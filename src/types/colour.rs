//! Background colour type and parsing.

use std::fmt;
use std::str::FromStr;

use image::Rgba;

use crate::error::{ImpError, Result};

/// An RGBA colour used to matte transparent regions when scaling.
#[derive(Debug, Clone, Copy, PartialEq, Eq, Hash, Default)]
pub struct Colour {
    pub r: u8,
    pub g: u8,
    pub b: u8,
    pub a: u8,
}

impl Colour {
    /// Create a new colour from RGBA components.
    pub const fn new(r: u8, g: u8, b: u8, a: u8) -> Self {
        Self { r, g, b, a }
    }

    /// Create a new opaque colour from RGB components.
    pub const fn rgb(r: u8, g: u8, b: u8) -> Self {
        Self { r, g, b, a: 255 }
    }

    /// Fully transparent colour.
    pub const TRANSPARENT: Self = Self::new(0, 0, 0, 0);

    /// Contact sheet backdrop.
    pub const SHEET_GRAY: Self = Self::rgb(55, 55, 55);

    /// Parse a manifest colour of the form `red:green:blue` or
    /// `red:green:blue:alpha`, each component 0-255.
    pub fn from_components(s: &str) -> Result<Self> {
        let parts: Vec<&str> = s.trim().split(':').map(str::trim).collect();
        if parts.len() != 3 && parts.len() != 4 {
            return Err(ImpError::Parse {
                message: format!("Invalid colour '{}'", s),
                help: Some("Use red:green:blue or red:green:blue:alpha (0-255)".to_string()),
            });
        }

        let mut values = [255u8; 4];
        for (slot, part) in values.iter_mut().zip(&parts) {
            *slot = part.parse::<u8>().map_err(|_| ImpError::Parse {
                message: format!("Invalid colour component '{}' in '{}'", part, s),
                help: Some("Components must be integers between 0 and 255".to_string()),
            })?;
        }

        Ok(Self::new(values[0], values[1], values[2], values[3]))
    }

    /// Convert to RGBA array.
    pub fn to_rgba(self) -> [u8; 4] {
        [self.r, self.g, self.b, self.a]
    }

    /// Check if the colour is fully transparent.
    pub fn is_transparent(self) -> bool {
        self.a == 0
    }
}

impl From<Colour> for Rgba<u8> {
    fn from(c: Colour) -> Self {
        Rgba(c.to_rgba())
    }
}

impl FromStr for Colour {
    type Err = ImpError;

    fn from_str(s: &str) -> Result<Self> {
        Self::from_components(s)
    }
}

impl fmt::Display for Colour {
    fn fmt(&self, f: &mut fmt::Formatter<'_>) -> fmt::Result {
        if self.a == 255 {
            write!(f, "{}:{}:{}", self.r, self.g, self.b)
        } else {
            write!(f, "{}:{}:{}:{}", self.r, self.g, self.b, self.a)
        }
    }
}
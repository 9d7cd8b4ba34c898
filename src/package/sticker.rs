//! `.stickerpack` maintenance.

use std::path::{Path, PathBuf};

use crate::error::{ImpError, Result};
use crate::output::Printer;
use crate::paths::change_extension;

use super::descriptor::{Descriptor, StickerDescriptor, StickerPackDescriptor};
use super::{ensure_dir, remove_path};

/// Bring a sticker pack into its starting state.
///
/// With `replace`, every listed sticker directory is deleted and the list
/// emptied. The grid size is always rewritten.
pub(super) fn prepare_pack(
    pack_dir: &Path,
    replace: bool,
    grid_size: &str,
    printer: &Printer,
) -> Result<()> {
    let mut pack = if StickerPackDescriptor::exists_in(pack_dir) {
        StickerPackDescriptor::load(pack_dir)?
    } else {
        StickerPackDescriptor::default()
    };

    if replace {
        for sticker in &pack.stickers {
            remove_path(&pack_dir.join(&sticker.filename), printer);
        }
        pack.stickers.clear();
    }

    pack.properties.grid_size = grid_size.to_string();
    pack.save(pack_dir)
}

/// Wrap `artifact` in its own `.sticker` directory and list it in the pack.
///
/// Returns the image path inside the sticker directory.
pub(super) fn insert_sticker(artifact: &Path) -> Result<PathBuf> {
    let pack_dir = artifact.parent().ok_or_else(|| ImpError::Io {
        path: artifact.to_path_buf(),
        message: "Sticker has no enclosing pack".to_string(),
    })?;
    let file_name = artifact
        .file_name()
        .map(|n| n.to_string_lossy().into_owned())
        .unwrap_or_default();

    let sticker_dir = change_extension(artifact, "sticker");
    ensure_dir(&sticker_dir)?;
    StickerDescriptor::for_file(&file_name).save(&sticker_dir)?;

    let mut pack = StickerPackDescriptor::load(pack_dir)?;
    let entry = sticker_dir
        .file_name()
        .map(|n| n.to_string_lossy().into_owned())
        .unwrap_or_default();
    if pack.add_sticker(&entry) {
        pack.save(pack_dir)?;
    }

    Ok(sticker_dir.join(file_name))
}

=-=-=-=-=

■ **REQUIRED WORK**
The number of lines in the entries holding the word "StickerDescriptor" is what is needed. Supply that number only.

■ **RESULT BELOW**
2